### [Aim of the task]
Print the data exactly, leaving nothing out.

(Stored data entries)
────────────────
use std::sync::Mutex;
use std::sync::mpsc::{self, Sender};
use std::thread::JoinHandle;
use std::time::Duration;

use crate::config::AudioSettings;

use super::thread::spawn_audio_thread;
use super::types::{AudioCmd, AudioEvent, ThreadMsg};

pub struct AudioPlayer {
    tx: Sender<ThreadMsg>,
    join: Mutex<Option<JoinHandle<()>>>,
}

impl AudioPlayer {
    /// Spawn the audio thread. `notify` is called from that thread for
    /// every start, natural end or failure.
    pub fn new<F>(audio_settings: AudioSettings, notify: F) -> Self
    where
        F: Fn(AudioEvent) + Send + 'static,
    {
        let (tx, rx) = mpsc::channel::<ThreadMsg>();
        let audio_handle = spawn_audio_thread(tx.clone(), rx, notify, audio_settings);

        Self {
            tx,
            join: Mutex::new(Some(audio_handle)),
        }
    }

    /// Queue `cmd` for the audio thread. Returns false if the thread is gone.
    pub fn send(&self, cmd: AudioCmd) -> bool {
        self.tx.send(ThreadMsg::Cmd(cmd)).is_ok()
    }

    pub fn quit_softly(&self, fade_out: Duration) {
        let _ = self.send(AudioCmd::Quit {
            fade_out_ms: fade_out.as_millis() as u64,
        });

        if let Ok(mut j) = self.join.lock() {
            if let Some(h) = j.take() {
                let _ = h.join();
            }
        }
    }
}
────────────────
### [Task answer]
use std::sync::Mutex;
use std::sync::mpsc::{self, Sender};
use std::thread::JoinHandle;
use std::time::Duration;

use crate::config::AudioSettings;

use super::thread::spawn_audio_thread;
use super::types::{AudioCmd, AudioEvent, ThreadMsg};

pub struct AudioPlayer {
    tx: Sender<ThreadMsg>,
    join: Mutex<Option<JoinHandle<()>>>,
}

impl AudioPlayer {
    /// Spawn the audio thread. `notify` is called from that thread for
    /// every start, natural end or failure.
    pub fn new<F>(audio_settings: AudioSettings, notify: F) -> Self
    where
        F: Fn(AudioEvent) + Send + 'static,
    {
        let (tx, rx) = mpsc::channel::<ThreadMsg>();
        let audio_handle = spawn_audio_thread(tx.clone(), rx, notify, audio_settings);

        Self {
            tx,
            join: Mutex::new(Some(audio_handle)),
        }
    }

    /// Queue `cmd` for the audio thread. Returns false if the thread is gone.
    pub fn send(&self, cmd: AudioCmd) -> bool {
        self.tx.send(ThreadMsg::Cmd(cmd)).is_ok()
    }

    pub fn quit_softly(&self, fade_out: Duration) {
        let _ = self.send(AudioCmd::Quit {
            fade_out_ms: fade_out.as_millis() as u64,
        });

        if let Ok(mut j) = self.join.lock() {
            if let Some(h) = j.take() {
                let _ = h.join();
            }
        }
    }
}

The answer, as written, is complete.